[133] According to the Apotheker Zeitung, No. 14, April 3, 1879, out of 118 samples of children’s toys officially examined in 1878, 53, or nearly one-half, were found adorned with poisonous colours. In the cases of 46 the vendors were punished. As to dresses, see Chem. News, v. 114.
[134] In the case of Maria Gage, tried at the Summer Assizes, at Ipswich, on the 2nd of August, 1851, for the murder of her husband, it was proved that she had got a neighbour to purchase for her a pennyworth of stuff for rats and mice, which was found to consist of linseed with arsenic enough to kill half a dozen men.
[135] “Considerable sensation has been excited by the report that arsenic had been detected in the paper collars, &c., manufactured by a Leipzig firm. On a careful examination, conducted by six of the most eminent chemists, the accusation was proved to be utterly unfounded.”—Chemiker Zeitung, No. 45, 1879.

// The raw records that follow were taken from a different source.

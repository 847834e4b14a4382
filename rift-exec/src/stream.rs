use std::io;

use tokio::io::{AsyncBufRead, AsyncBufReadExt};

/// Result of a bounded line read.
#[derive(Debug, PartialEq, Eq)]
pub enum ReadLineResult {
    Line(Vec<u8>),
    /// The line exceeded the limit; only its first `max_len` bytes are kept.
    Truncated(Vec<u8>),
    Eof,
}

/// Read one line (including its `\n`) without buffering more than `max_len` bytes.
///
/// The rest of an over-long line is consumed and discarded. A final line with
/// no trailing newline is returned as a regular line before `Eof`.
pub async fn read_line_with_limit<R: AsyncBufRead + Unpin>(
    reader: &mut R,
    buf: &mut Vec<u8>,
    max_len: usize,
) -> io::Result<ReadLineResult> {
    buf.clear();
    let mut truncated = false;

    loop {
        let available = reader.fill_buf().await?;
        if available.is_empty() {
            if buf.is_empty() && !truncated {
                return Ok(ReadLineResult::Eof);
            }
            return Ok(finish(buf, truncated));
        }

        let newline = available.iter().position(|&b| b == b'\n');
        let take = newline.map_or(available.len(), |pos| pos + 1);
        let room = max_len.saturating_sub(buf.len());
        let keep = take.min(room);
        if keep < take {
            truncated = true;
        }
        if let Some(kept) = available.get(..keep) {
            buf.extend_from_slice(kept);
        }
        reader.consume(take);

        if newline.is_some() {
            return Ok(finish(buf, truncated));
        }
    }
}

fn finish(buf: &[u8], truncated: bool) -> ReadLineResult {
    if truncated {
        ReadLineResult::Truncated(buf.to_vec())
    } else {
        ReadLineResult::Line(buf.to_vec())
    }
}

/// Decode a raw line into an output chunk that always ends with `\n`.
pub fn chunk_from_line(bytes: &[u8]) -> String {
    let mut chunk = String::from_utf8_lossy(bytes).into_owned();
    if !chunk.ends_with('\n') {
        chunk.push('\n');
    }
    chunk
}

#[cfg(test)]
mod tests {
    use super::{ReadLineResult, chunk_from_line, read_line_with_limit};
    use tokio::io::BufReader;

    #[tokio::test]
    async fn read_line_with_limit_truncates() -> std::io::Result<()> {
        let data = "hello world\nnext\n";
        let mut reader = BufReader::new(data.as_bytes());
        let mut buf = Vec::new();

        let result = read_line_with_limit(&mut reader, &mut buf, 5).await?;
        assert_eq!(result, ReadLineResult::Truncated(b"hello".to_vec()));

        let result = read_line_with_limit(&mut reader, &mut buf, 5).await?;
        assert_eq!(result, ReadLineResult::Line(b"next\n".to_vec()));
        Ok(())
    }

    #[tokio::test]
    async fn lines_survive_small_buffers() -> std::io::Result<()> {
        let data = "alpha\nbeta\ngamma";
        let mut reader = BufReader::with_capacity(2, data.as_bytes());
        let mut buf = Vec::new();

        let mut lines = Vec::new();
        loop {
            match read_line_with_limit(&mut reader, &mut buf, 64).await? {
                ReadLineResult::Line(line) | ReadLineResult::Truncated(line) => lines.push(line),
                ReadLineResult::Eof => break,
            }
        }
        assert_eq!(
            lines,
            vec![b"alpha\n".to_vec(), b"beta\n".to_vec(), b"gamma".to_vec()]
        );
        Ok(())
    }

    #[test]
    fn chunks_end_with_newline() {
        assert_eq!(chunk_from_line(b"done"), "done\n");
        assert_eq!(chunk_from_line(b"done\n"), "done\n");
        assert_eq!(chunk_from_line(&[0x66, 0xff, b'\n']), "f\u{fffd}\n");
    }
}
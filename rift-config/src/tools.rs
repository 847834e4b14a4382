use std::path::PathBuf;

use anyhow::{Result, ensure};
use serde::{Deserialize, Serialize};

use crate::constants::tools as defaults;

/// Settings for spawning allow-listed tools.
#[derive(Debug, Clone, PartialEq, Eq, Deserialize, Serialize)]
pub struct ToolsConfig {
    /// Exact tool names that may be spawned. Anything else is forbidden.
    #[serde(default = "ToolsConfig::default_allowed")]
    pub allowed: Vec<String>,
    /// Working directory for spawned tools. Inherits the caller's when unset.
    #[serde(default)]
    pub working_dir: Option<PathBuf>,
    /// Longest output line kept per chunk; the remainder of the line is dropped.
    #[serde(default = "ToolsConfig::default_max_line_bytes")]
    pub max_line_bytes: usize,
    /// Delay between SIGTERM and SIGKILL when an execution is cancelled.
    #[serde(default = "ToolsConfig::default_kill_grace_ms")]
    pub kill_grace_ms: u64,
    /// How long to keep reading output after the tool exits. Pipes held open
    /// by background children are abandoned once this elapses.
    #[serde(default = "ToolsConfig::default_output_drain_ms")]
    pub output_drain_ms: u64,
}

impl Default for ToolsConfig {
    fn default() -> Self {
        Self {
            allowed: Self::default_allowed(),
            working_dir: None,
            max_line_bytes: Self::default_max_line_bytes(),
            kill_grace_ms: Self::default_kill_grace_ms(),
            output_drain_ms: Self::default_output_drain_ms(),
        }
    }
}

impl ToolsConfig {
    fn default_allowed() -> Vec<String> {
        defaults::DEFAULT_ALLOWED
            .iter()
            .map(|name| (*name).to_string())
            .collect()
    }

    const fn default_max_line_bytes() -> usize {
        defaults::DEFAULT_MAX_LINE_BYTES
    }

    const fn default_kill_grace_ms() -> u64 {
        defaults::DEFAULT_KILL_GRACE_MS
    }

    const fn default_output_drain_ms() -> u64 {
        defaults::DEFAULT_OUTPUT_DRAIN_MS
    }

    pub fn validate(&self) -> Result<()> {
        for name in &self.allowed {
            ensure!(
                !name.trim().is_empty(),
                "tools.allowed must not contain empty names"
            );
            ensure!(
                !name.chars().any(char::is_whitespace),
                "tools.allowed entry `{name}` must not contain whitespace"
            );
        }
        ensure!(
            self.max_line_bytes >= 256,
            "tools.max_line_bytes must be at least 256"
        );
        if let Some(dir) = &self.working_dir {
            ensure!(
                dir.is_dir(),
                "tools.working_dir `{}` is not a directory",
                dir.display()
            );
        }
        Ok(())
    }
}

[136] In this case, which was tried in April, 1835, before Sir Charles Wetherell, as Recorder of Bristol, a widow lady of the name of Mary Smith, who had lodged with the prisoner, was poisoned by her, in October, 1833, for the sake of the money and other property she had with her. The accused was proved to have purchased yellow arsenic about six days before Mrs. Smith’s death, and to have been seen putting some yellow powder out of a paper from her pocket into a basin of gruel, after taking which Mrs. Smith was seized with dreadful convulsions, and died. In consequence of suspicions created by the prisoner’s subsequent conduct and false statements, a post-mortem was held of the body, exhumed fourteen months after death. The report of this examination was very striking. “A thick, yellow coating, like paint, lay on the mucous membrane of the stomach, particularly over the pyloric third, but it extended more or less with some small interjections of unstained membrane to within two or three inches of the great cul-de-sac.” The accused was convicted and executed.
[137] Phosphates give nothing with sulphuretted hydrogen, and a yellow with silver nitrate.
[138] “A curious toxicological case is reported from Hamburg. The body of a man who died in 1867 was taken for examination. It was thought necessary to determine arsenic, not merely in the corpse in question, but in the soil of the churchyard at different distances from the coffin, and also in the body of another man who had been subsequently buried in the same grave. This latter body was perfectly free from arsenic, which, however, was found in the first corpse in ample fatal quantity (3·6 grains), whilst in the lid of the coffin and in the adjacent ground very minute quantities were traced. Hence the conclusion was fairly drawn that the man in question had been poisoned with arsenic, and that a portion of the poison had been gradually transferred from his body to the wood of the coffin and the adjacent soil.”—Chemiker Zeitung, No. 7, February 13th, 1879.
[139] See also a case in the Gaz. Médicale, 1850.
[140] When we bear in mind how small a space even 200 grains of arsenic would occupy—not more than that of an ordinary seidlitz powder—the suggestion of L’Angelier carrying this means of suicide about him, when keeping the supposed appointment on the Sunday night, is by no means improbable. And when his evident tendency to attempt self-destruction, when irritated or depresssed, is remembered, it is within the range of probability, that, if either the meeting took place and ended with a quarrel, or he failed to obtain a meeting, in the excited state of mind which either circumstance would have created, he in desperation swallowed the drug very shortly before he returned to his lodgings, only to die. This is a far more probable suggestion than that set up by the defence, that he had been dosing himself with arsenic on the road from Stirling to Glasgow. The difficulty is that purchases of arsenic by L’Angelier could not be proved. But, looking to the careless way in which it was exposed in the shops of some of the firms with which he had relations (evidence of Fleming and Townsend), he might have got it from thence, without its being known, or he might have purchased it in Edinburgh on his visit there, where he could not be easily recognised. He certainly had an unwholesome hankering after this drug.—G. L. B.
[141] To the medical profession, for whose use, as well as for that of their legal brethren, this volume is intended, any but a detailed report of the medical evidence in this disputed case would be useless.
[142] For the report of this trial I have relied on that published in Edinburgh by William Kay, 1865.